Sprut-B topu, yalnızca savaş alanında bağımsız hareket için donanımıyla ilgi çekici değildir. Kalibre ve düz namlu, yerli tankların toplarında kullanılan mühimmat aralığını kullanmanıza izin verir. Ayrı kartuş kovanları, tanksavar topçularının imha edilmesi için tüm hedeflerle başarılı bir şekilde savaşmayı mümkün kılar. Bu nedenle, düşman tanklarının imhası için alt kalibreli bir mermi VBM-17 vardır ve zayıf korunan hedeflere ve düşman insan gücüne ateş etmek için VOF-36 atışı amaçlanmıştır. Ayrıca, lazer ışını güdümlü 9M119 güdümlü füzeler, 2A45M topunun namlusundan fırlatılabilir. Bu tür mühimmat, dört kilometreye kadar doğrudan ateşle hedeflerin güvenilir şekilde vurulma yarıçapını arttırır ve ERA'nın arkasına 700-750 milimetre homojen zırhın nüfuz etmesini sağlar.

***

Kendinden tahrikli silahlar, topçularda şimdiye kadar kullanılan en orijinal fikirlerden biridir. Aynı zamanda, önemli bir dağıtım almamışlardır ve bunun birkaç nedeni vardır. İlk olarak, ilk tam teşekküllü SDO projelerinin ortaya çıktığı sırada, dünyanın önde gelen ülkeleri her silaha kendi traktörünü sağlayabilirdi veya sağlamaya çalıştı. Kendinden tahrikli ekipman sadece ekstra bir önlem gibi görünüyordu. İkinci neden, bu tür silahların üretiminin göreceli karmaşıklığıydı. Görünen basitliğe rağmen - motoru ve şanzımanı vagona monte etmek - tasarımcılar oldukça zor görevlerle karşı karşıya kaldılar.
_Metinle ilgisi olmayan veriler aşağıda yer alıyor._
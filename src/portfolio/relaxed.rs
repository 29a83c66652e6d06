//! # Relaxed risk parity
//!
//! $$
//! \begin{aligned}
//! \min_{\mathbf w,\psi,\gamma,\rho}\ &\psi-\gamma\\
//! \text{s.t.}\ &\zeta=\Sigma\mathbf w,\quad w_i\zeta_i\ge\gamma^2b_i,\\
//! &\psi^2\ge\mathbf w^\top\Sigma\mathbf w+\rho^2,\quad \rho^2\ge\lambda\,\mathbf w^\top\Theta\mathbf w
//! \end{aligned}
//! $$
//!
//! Version `A` drops `ρ` and recovers vanilla risk parity, `B` uses `λ = 1`
//! and `C` lets the caller pick `λ`.

use std::fmt;
use std::str::FromStr;

use ndarray::Array1;
use ndarray::ArrayView1;
use tracing::debug;

use super::conic::Affine;
use super::conic::ConicProblem;
use super::epigraph::matrix_rows;
use super::optimizers::outcome;
use super::request::OptimizationInputs;
use super::request::OptimizationRequest;
use super::risk_parity::risk_budgets;
use super::solver::SolveOutcome;
use super::solver::SolverChain;
use crate::error::PortfolioError;
use crate::error::Result;
use crate::linalg::sqrtm_psd;

#[derive(Clone, Copy, Debug, Default, PartialEq, Eq)]
pub enum RrpVersion {
  #[default]
  A,
  B,
  C,
}

impl fmt::Display for RrpVersion {
  fn fmt(&self, f: &mut fmt::Formatter<'_>) -> fmt::Result {
    let s = match self {
      RrpVersion::A => "A",
      RrpVersion::B => "B",
      RrpVersion::C => "C",
    };
    f.write_str(s)
  }
}

impl FromStr for RrpVersion {
  type Err = PortfolioError;

  fn from_str(s: &str) -> Result<Self> {
    match s.trim() {
      "A" | "a" => Ok(RrpVersion::A),
      "B" | "b" => Ok(RrpVersion::B),
      "C" | "c" => Ok(RrpVersion::C),
      _ => Err(PortfolioError::UnsupportedMethod(s.to_string())),
    }
  }
}

/// Relaxed risk parity on the covariance of `inputs`.
///
/// `l` is the penalty of version `C` and ignored otherwise.
pub fn rrp_optimization(
  inputs: &OptimizationInputs,
  version: RrpVersion,
  l: f64,
  b: Option<ArrayView1<f64>>,
  req: &OptimizationRequest,
  chain: &SolverChain,
) -> Result<SolveOutcome> {
  req.validate(inputs)?;
  if !l.is_finite() || l < 0.0 {
    return Err(PortfolioError::invalid("relaxed risk parity penalty must be non-negative"));
  }
  let n = inputs.n_assets();
  let budgets = risk_budgets(b, n)?;
  let c = &req.constraints;
  if n == 1 {
    return outcome(inputs.assets, Ok(Array1::from_elem(1, c.budget)));
  }

  let mut p = ConicProblem::new();
  let w = p.add_vars(n);
  let gamma = p.add_var();
  let psi = p.add_var();
  p.eq2(Affine::sum(&w), &Affine::constant(1.0));
  for &i in &w {
    p.nonneg(Affine::var(i));
  }
  p.nonneg(Affine::var(gamma));

  let zeta = matrix_rows(&inputs.cov, &w);
  for (i, z) in zeta.iter().enumerate() {
    p.rotated_soc(Affine::var(w[i]), z.clone(), vec![Affine::term(gamma, budgets[i].sqrt())]);
  }

  let g = sqrtm_psd(&inputs.cov);
  let mut tail = matrix_rows(&g.view(), &w);
  let lambda = match version {
    RrpVersion::A => None,
    RrpVersion::B => Some(1.0),
    RrpVersion::C => Some(l),
  };
  if let Some(lambda) = lambda {
    let rho = p.add_var();
    let theta: Vec<Affine> = w
      .iter()
      .enumerate()
      .map(|(i, &wi)| Affine::term(wi, (lambda * inputs.cov[[i, i]].max(0.0)).sqrt()))
      .collect();
    p.soc(Affine::var(rho), theta);
    tail.push(Affine::var(rho));
  }
  p.soc(Affine::var(psi), tail);

  if let Some((a, bl)) = &c.linear {
    for (row, &bi) in matrix_rows(&a.view(), &w).into_iter().zip(bl.iter()) {
      p.geq(row, &Affine::constant(bi));
    }
  }
  if let Some(r) = c.lower_ret {
    p.geq(Affine::linear(&w, inputs.mu.iter().copied()), &Affine::constant(r));
  }

  p.minimize(&Affine::var(psi).add_term(gamma, -1.0));
  debug!(%version, lambda = ?lambda, vars = p.n_vars(), "formulated relaxed risk parity problem");

  let result = chain
    .solve(&p)
    .map(|x| Array1::from_iter(w.iter().map(|&i| x[i].max(0.0) * c.budget)));
  outcome(inputs.assets, result)
}

#[cfg(test)]
mod tests {
  use approx::assert_abs_diff_eq;
  use ndarray::Array2;

  use super::*;
  use crate::risk::risk_contribution;
  use crate::stats::moments::sample_covariance;
  use crate::types::RiskMeasure;
  use crate::types::RiskParams;

  fn setup() -> (Vec<String>, Array1<f64>, Array2<f64>, Array2<f64>) {
    let r = Array2::from_shape_fn((150, 4), |(t, j)| {
      let tf = t as f64;
      0.0005 * (j as f64 + 1.0) + 0.005 * (j as f64 + 1.0) * (tf * (0.29 + 0.13 * j as f64)).sin()
        + 0.003 * (tf * 0.11).cos()
    });
    let mu = r.mean_axis(ndarray::Axis(0)).unwrap();
    let cov = sample_covariance(&r.view()).unwrap();
    ((0..4).map(|i| format!("A{i}")).collect(), mu, cov, r)
  }

  #[test]
  fn version_a_equalizes_contributions() {
    let (assets, mu, cov, r) = setup();
    let inputs = OptimizationInputs {
      assets: &assets,
      mu: mu.view(),
      cov: cov.view(),
      returns: r.view(),
    };
    let out = rrp_optimization(
      &inputs,
      RrpVersion::A,
      1.0,
      None,
      &OptimizationRequest::default(),
      &SolverChain::default(),
    )
    .unwrap();
    let w = out.into_weights().unwrap().into_values();
    assert_abs_diff_eq!(w.sum(), 1.0, epsilon = 1e-6);
    let rc = risk_contribution(&w.view(), &cov.view(), &r.view(), RiskMeasure::MV, &RiskParams::default()).unwrap();
    let share = &rc / rc.sum();
    for s in share.iter() {
      assert_abs_diff_eq!(*s, 0.25, epsilon = 1e-2);
    }
  }

  #[test]
  fn relaxed_versions_return_budgeted_weights() {
    let (assets, mu, cov, r) = setup();
    let inputs = OptimizationInputs {
      assets: &assets,
      mu: mu.view(),
      cov: cov.view(),
      returns: r.view(),
    };
    let chain = SolverChain::default();
    for version in [RrpVersion::B, RrpVersion::C] {
      let w = rrp_optimization(&inputs, version, 2.0, None, &OptimizationRequest::default(), &chain)
        .unwrap()
        .into_weights()
        .unwrap()
        .into_values();
      assert_abs_diff_eq!(w.sum(), 1.0, epsilon = 1e-6);
      assert!(w.iter().all(|v| *v >= 0.0));
    }
    assert_eq!("c".parse::<RrpVersion>().unwrap(), RrpVersion::C);
  }
}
Her şeyin hızlı ve basit bir şekilde yapılmasını engelleyen ana faktör, ateşleme sırasında meydana gelen şoklar ve titreşimlerdi. Her motor böyle bir yükü kendi yapısına zarar vermeden kaldıramaz. Son olarak, kundağı motorlu silahların yaygın kullanımı, varsayımsal bir savaşın taktikleri hakkındaki görüşler tarafından engellendi. Aslında, SDO'ya gerçekten sadece iniş veya paraşütle iniş için uygun kompakt ve hafif toplara ihtiyaç duyan hava birlikleri tarafından ihtiyaç duyuldu. Bunun nedeni, mevcut uçakların nispeten düşük taşıma kapasitesiydi. Ağır askeri nakliye uçaklarının ve helikopterlerin ortaya çıkmasından sonra, Hava Kuvvetleri, onlar için "kombine silah" silahlarını ve traktörlerini tam olarak kullanabildi. Buna göre, kendinden tahrikli topçulara acil ihtiyaç ortadan kalktı.

Yine de LMS'yi görünüşte yararsız olduğu için çalıştırmamalısınız. Belirli bir durumda savaş alanında ve ötesinde bağımsız olarak hareket etme yeteneği, topçu askerlerinin hayatlarını kurtarabilir veya bir saldırının zamanında geri püskürtülmesini sağlayabilir. Kendinden tahrikli silah sınıfının, saha topçularının hareketliliğinin yüksek önceliğe sahip olduğu ve bir savaşın veya tüm operasyonun sonucunu büyük ölçüde etkileyebildiği İkinci Dünya Savaşı'nın bir sonucu olarak ortaya çıktığını hatırlamakta fayda var. Şu anda, dünyanın önde gelen orduları, son derece hareketli birimlerin yaratılmasını ima eden yeni yapılara geçiyor. Belki de dünya ordularının yeni görünümünde kendinden tahrikli silahlar için bir yer olacak.